The Guggenheim Abu Dhabi’s second, collection-based exhibition is due to open next March, three years after mainly abstract works acquired for the planned contemporary art museum were first shown in the United Arab Emirates (UAE). The announcement comes amid speculation over the momentum of the much-delayed project, which was launched ten years ago, prompted by the recent departure of two key members of its curatorial team.
The project’s associate curator for Middle Eastern art, Reem Fadda, and its assistant curator, Fawz Kabra, both quietly left this summer, reducing the Guggenheim Abu Dhabi’s New York-based team of curators from five to three.

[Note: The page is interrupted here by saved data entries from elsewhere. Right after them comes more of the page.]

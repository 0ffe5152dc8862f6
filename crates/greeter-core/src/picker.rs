//! Greeting selection: category resolution and no-immediate-repeat picking.

use crate::content::{category, ContentPools};
use crate::types::Compliment;
use rand::rngs::StdRng;
use rand::{Rng, SeedableRng};
use std::collections::VecDeque;

/// How many recently shown texts bias the picker.
pub const RECENT_CAPACITY: usize = 5;
/// Random draws attempted before accepting a repeat.
pub const MAX_DRAWS: usize = 12;

/// Bounded FIFO of recently shown texts.
#[derive(Debug, Clone)]
pub struct RecentHistory {
    texts: VecDeque<String>,
    capacity: usize,
}

impl RecentHistory {
    pub fn new() -> Self {
        Self::with_capacity(RECENT_CAPACITY)
    }

    pub fn with_capacity(capacity: usize) -> Self {
        Self {
            texts: VecDeque::with_capacity(capacity + 1),
            capacity,
        }
    }

    pub fn contains(&self, text: &str) -> bool {
        self.texts.iter().any(|t| t == text)
    }

    /// Append `text`, evicting the oldest entry when over capacity.
    pub fn record(&mut self, text: &str) {
        self.texts.push_back(text.to_string());
        while self.texts.len() > self.capacity {
            self.texts.pop_front();
        }
    }

    pub fn clear(&mut self) {
        self.texts.clear();
    }

    pub fn len(&self) -> usize {
        self.texts.len()
    }

    pub fn is_empty(&self) -> bool {
        self.texts.is_empty()
    }

    /// Oldest first.
    pub fn iter(&self) -> impl Iterator<Item = &str> {
        self.texts.iter().map(String::as_str)
    }
}

impl Default for RecentHistory {
    fn default() -> Self {
        Self::new()
    }
}

/// Pick a line from `pool`, avoiding anything in `recent`.
///
/// Up to [`MAX_DRAWS`] independent draws are tried. If they all collide, the
/// last draw is taken among lines not in `recent` when any exist, otherwise
/// from the whole pool, so a tiny pool repeats instead of blocking. The chosen
/// text is recorded either way. An empty pool yields [`Compliment::fallback`].
pub fn pick_from<R: Rng + ?Sized>(
    pool: &[Compliment],
    recent: &mut RecentHistory,
    rng: &mut R,
) -> Compliment {
    if pool.is_empty() {
        return Compliment::fallback();
    }

    for _ in 0..MAX_DRAWS {
        let candidate = &pool[rng.gen_range(0..pool.len())];
        if !recent.contains(&candidate.text) {
            recent.record(&candidate.text);
            return candidate.clone();
        }
    }

    let fresh: Vec<&Compliment> = pool.iter().filter(|c| !recent.contains(&c.text)).collect();
    let chosen = if fresh.is_empty() {
        &pool[rng.gen_range(0..pool.len())]
    } else {
        fresh[rng.gen_range(0..fresh.len())]
    };
    recent.record(&chosen.text);
    chosen.clone()
}

/// Default category for the given local hour.
pub fn time_of_day_category(hour: u32) -> &'static str {
    if hour < 10 {
        category::MORNING
    } else if (15..18).contains(&hour) {
        category::FRIDAY_AFTERNOON
    } else {
        category::GENERAL
    }
}

/// Inputs that decide which pool a greeting is drawn from.
#[derive(Debug, Clone, Copy)]
pub struct Selection<'a> {
    /// Deployment-pinned category; used when its pool is non-empty.
    pub explicit: Option<&'a str>,
    /// Valid detections in the triggering tick.
    pub valid_count: usize,
    /// The person has been in view past the long-dwell threshold.
    pub long_dwell: bool,
    /// Local hour of day (0–23).
    pub hour: u32,
}

/// Where a selection draws from.
#[derive(Debug, Clone, Copy, PartialEq, Eq)]
pub enum Pool<'a> {
    Category(&'a str),
    /// Every line of every category.
    Merged,
}

/// A chosen line and the category it was drawn from (`None` for the merged pool).
#[derive(Debug, Clone, PartialEq, Eq)]
pub struct Picked {
    pub category: Option<String>,
    pub compliment: Compliment,
}

/// Owns the content pools, recent history and RNG.
pub struct ContentPicker {
    pools: ContentPools,
    recent: RecentHistory,
    rng: StdRng,
}

impl ContentPicker {
    pub fn new(pools: ContentPools) -> Self {
        Self::with_rng(pools, StdRng::from_entropy())
    }

    /// Deterministic picker for tests and previews.
    pub fn seeded(pools: ContentPools, seed: u64) -> Self {
        Self::with_rng(pools, StdRng::seed_from_u64(seed))
    }

    fn with_rng(pools: ContentPools, rng: StdRng) -> Self {
        Self {
            pools,
            recent: RecentHistory::new(),
            rng,
        }
    }

    pub fn pools(&self) -> &ContentPools {
        &self.pools
    }

    /// Swap in new content. Recent history is cleared so stale texts cannot
    /// crowd out the new pool.
    pub fn set_pools(&mut self, pools: ContentPools) {
        self.pools = pools;
        self.recent.clear();
    }

    pub fn recent(&self) -> &RecentHistory {
        &self.recent
    }

    pub fn reset(&mut self) {
        self.recent.clear();
    }

    /// Resolve the category a selection draws from.
    ///
    /// Precedence: group (more than one person), long-dwell, explicit,
    /// time of day. Each named category only applies when its pool is
    /// non-empty; the merged pool is the last resort.
    pub fn resolve<'a>(&self, selection: &Selection<'a>) -> Pool<'a> {
        let non_empty = |name: &str| !self.pools.category(name).is_empty();

        if selection.valid_count > 1 {
            return if non_empty(category::GROUP) {
                Pool::Category(category::GROUP)
            } else {
                Pool::Merged
            };
        }
        if selection.long_dwell && non_empty(category::LONG_DWELL) {
            return Pool::Category(category::LONG_DWELL);
        }
        if let Some(explicit) = selection.explicit {
            if non_empty(explicit) {
                return Pool::Category(explicit);
            }
        }
        let by_time = time_of_day_category(selection.hour);
        if non_empty(by_time) {
            Pool::Category(by_time)
        } else {
            Pool::Merged
        }
    }

    /// Resolve the category and draw a line from it.
    pub fn pick(&mut self, selection: &Selection<'_>) -> Picked {
        let (category, pool) = match self.resolve(selection) {
            Pool::Category(name) => (Some(name.to_string()), self.pools.category(name)),
            Pool::Merged => (None, self.pools.all()),
        };
        let compliment = pick_from(pool, &mut self.recent, &mut self.rng);
        Picked {
            category,
            compliment,
        }
    }
}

The exhibition, The Creative Act (8 March-29 July 2017) is being organised by the remaining curatorial team for the Guggenheim Abu Dhabi project, which is led by Valerie Hillings. It will include international works made since the 1960s that focus on the artist’s role in creating works. To be held at the visitor centre Manarat Al Saadiyat in Abu Dhabi, the show will feature 25 installations, paintings, photography, sculptures, videos and works on paper, and include 18 international artists. Richard Armstrong, the director of the Solomon R. Guggenheim Museum and Foundation, says in a statement that the exhibition will demonstrate “some of the dynamic, original curatorial research underway for the future Guggenheim Abu Dhabi”. A museum spokeswoman stresses that work on the planned museum’s curatorial strategy and collection “is continuing apace”.
After the departures of the two curators this summer, some wondered whether it could indicate a change of direction for the project. Guy Mannes-Abbott, a member of the activist group Gulf Labor, which campaigns against the mistreatment of migrant labourers on Saadiyat Island and across the UAE, thinks that the project will become “a moving feast” shown in existing spaces under the Guggenheim brand rather than in the planned Frank Gehry-designed museum.
Divided into three themes, The Creative Act will include the London-based Pakistani artist Rasheed Araeen and the Emirati artist Mohammed Kazem in a section on performance and a number of works on paper and a video installation by the German-Egyptian artist Susan Hefuna in the section titled Presence. Works by Niki de Saint Phalle, Günther Uecker, and the Japanese artists Kazuo Shiraga and Atsuko Tanaka will feature alongside those by Anish Kapoor in a section about artists and their creative process. “Many works in the exhibition focus on particular locales, among them Abu Dhabi, London, New York, Paris and Tokyo,” Armstrong says.